Really? You really want to talk about this? Alright. I’ll bite. Let’s do this.
Because we both have shitty jobs and we can’t afford another baby.
Because our house is too small and we don’t really want to move ’cause we’ve spent a fuckload of money on this one.
Because I like my car and I don’t want a people carrier.
Because SPD and constant nausea aren’t really my idea of a good time.
Because the first six months of F’s life passed in a blur of misery and sleeplessness and, although I’ve tried really hard to block it all out, I know I’ll never quite forget how shit it really was.
Because we might actually get divorced next time.
The truth, Random Stranger, is that my husband and I made the decision for him to have a vasectomy together. But he walked into that procedure room alone, both physically and mentally. I, on the other hand, sat in the waiting room trying to write and occupy my mind while it screamed things like “you’ll never feel a baby move inside you again” and “you’ll never see your newborn for the first time again” and, my personal favourite, “you’ll never have another chance to put right everything you did wrong”.

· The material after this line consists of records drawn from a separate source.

use std::str::FromStr;

use chrono::NaiveDateTime;
use rusqlite::{params, Connection};
use uuid::Uuid;

use super::{format_dt, parse_dt};
use crate::db::DatabaseError;
use crate::models::{MatchDetails, MatchLogEntry, MatchType, NewMatchLogEntry, Source};

/// Append one audit entry. The log is append-only; there is no update or
/// delete counterpart.
pub fn append_match_log(
    conn: &Connection,
    entry: &NewMatchLogEntry,
    now: NaiveDateTime,
) -> Result<i64, DatabaseError> {
    let details = serde_json::to_string(&entry.details)
        .map_err(|e| DatabaseError::ConstraintViolation(e.to_string()))?;
    conn.execute(
        "INSERT INTO match_log (his_number, source, timestamp, match_type, doc_number,
         created_new_canonical, mobile_prereg_canonical_id, resulting_canonical_id, details)
         VALUES (?1, ?2, ?3, ?4, ?5, ?6, ?7, ?8, ?9)",
        params![
            entry.his_number,
            entry.source.as_str(),
            format_dt(&now),
            entry.match_type.as_str(),
            entry.doc_number,
            entry.created_new_canonical as i32,
            entry.mobile_prereg_canonical_id.map(|u| u.to_string()),
            entry.resulting_canonical_id.map(|u| u.to_string()),
            details,
        ],
    )?;
    Ok(conn.last_insert_rowid())
}

/// Latest audit entries, newest first.
pub fn recent_match_log(conn: &Connection, limit: i64) -> Result<Vec<MatchLogEntry>, DatabaseError> {
    let mut stmt = conn.prepare(
        "SELECT entry_id, his_number, source, timestamp, match_type, doc_number,
                created_new_canonical, mobile_prereg_canonical_id, resulting_canonical_id, details
         FROM match_log ORDER BY entry_id DESC LIMIT ?1",
    )?;
    let rows = stmt.query_map(params![limit], map_row)?;

    let mut entries = Vec::new();
    for row in rows {
        entries.push(entry_from_row(row?)?);
    }
    Ok(entries)
}

/// All audit entries for one canonical, oldest first.
pub fn match_log_for_canonical(
    conn: &Connection,
    canonical_id: &Uuid,
) -> Result<Vec<MatchLogEntry>, DatabaseError> {
    let mut stmt = conn.prepare(
        "SELECT entry_id, his_number, source, timestamp, match_type, doc_number,
                created_new_canonical, mobile_prereg_canonical_id, resulting_canonical_id, details
         FROM match_log WHERE resulting_canonical_id = ?1 ORDER BY entry_id",
    )?;
    let rows = stmt.query_map(params![canonical_id.to_string()], map_row)?;

    let mut entries = Vec::new();
    for row in rows {
        entries.push(entry_from_row(row?)?);
    }
    Ok(entries)
}

struct MatchLogRow {
    entry_id: i64,
    his_number: String,
    source: String,
    timestamp: String,
    match_type: String,
    doc_number: Option<i64>,
    created_new_canonical: i32,
    mobile_prereg_canonical_id: Option<String>,
    resulting_canonical_id: Option<String>,
    details: String,
}

fn map_row(row: &rusqlite::Row<'_>) -> rusqlite::Result<MatchLogRow> {
    Ok(MatchLogRow {
        entry_id: row.get(0)?,
        his_number: row.get(1)?,
        source: row.get(2)?,
        timestamp: row.get(3)?,
        match_type: row.get(4)?,
        doc_number: row.get(5)?,
        created_new_canonical: row.get(6)?,
        mobile_prereg_canonical_id: row.get(7)?,
        resulting_canonical_id: row.get(8)?,
        details: row.get(9)?,
    })
}

fn entry_from_row(row: MatchLogRow) -> Result<MatchLogEntry, DatabaseError> {
    let details: MatchDetails = serde_json::from_str(&row.details).unwrap_or_default();
    Ok(MatchLogEntry {
        entry_id: row.entry_id,
        his_number: row.his_number,
        source: Source::from_str(&row.source)?,
        timestamp: parse_dt(&row.timestamp),
        match_type: MatchType::from_str(&row.match_type)?,
        doc_number: row.doc_number,
        created_new_canonical: row.created_new_canonical != 0,
        mobile_prereg_canonical_id: row
            .mobile_prereg_canonical_id
            .and_then(|s| Uuid::parse_str(&s).ok()),
        resulting_canonical_id: row
            .resulting_canonical_id
            .and_then(|s| Uuid::parse_str(&s).ok()),
        details,
    })
}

Do I want to talk about it? Do I want to tell you all of this? Do I think you need to know? No, no and er, NO. And I wonder, if I did have three children, would you still ask? At what point do I have enough offspring for you to just stop fucking asking already?
I don’t know what it is about motherhood that makes it perfectly acceptable for everyone to make such blunt, frankly unacceptable statements with nothing short of aplomb. It’s not like anyone has ever asked me what position I conceived my babies in or whether I did that legs-up-in-the-air thing afterwards. But I’m not really sure why the Personal Inquisition Squad get that those aren’t appropriate questions and yet see nothing wrong with suggesting that I start shagging random men in the name of completing my family. Whatever the fuck that means.
So, do you know what? I’m changing my story, Random Stranger. I just need to come up with a realistic-sounding name for a fictional uterine wasting disease first…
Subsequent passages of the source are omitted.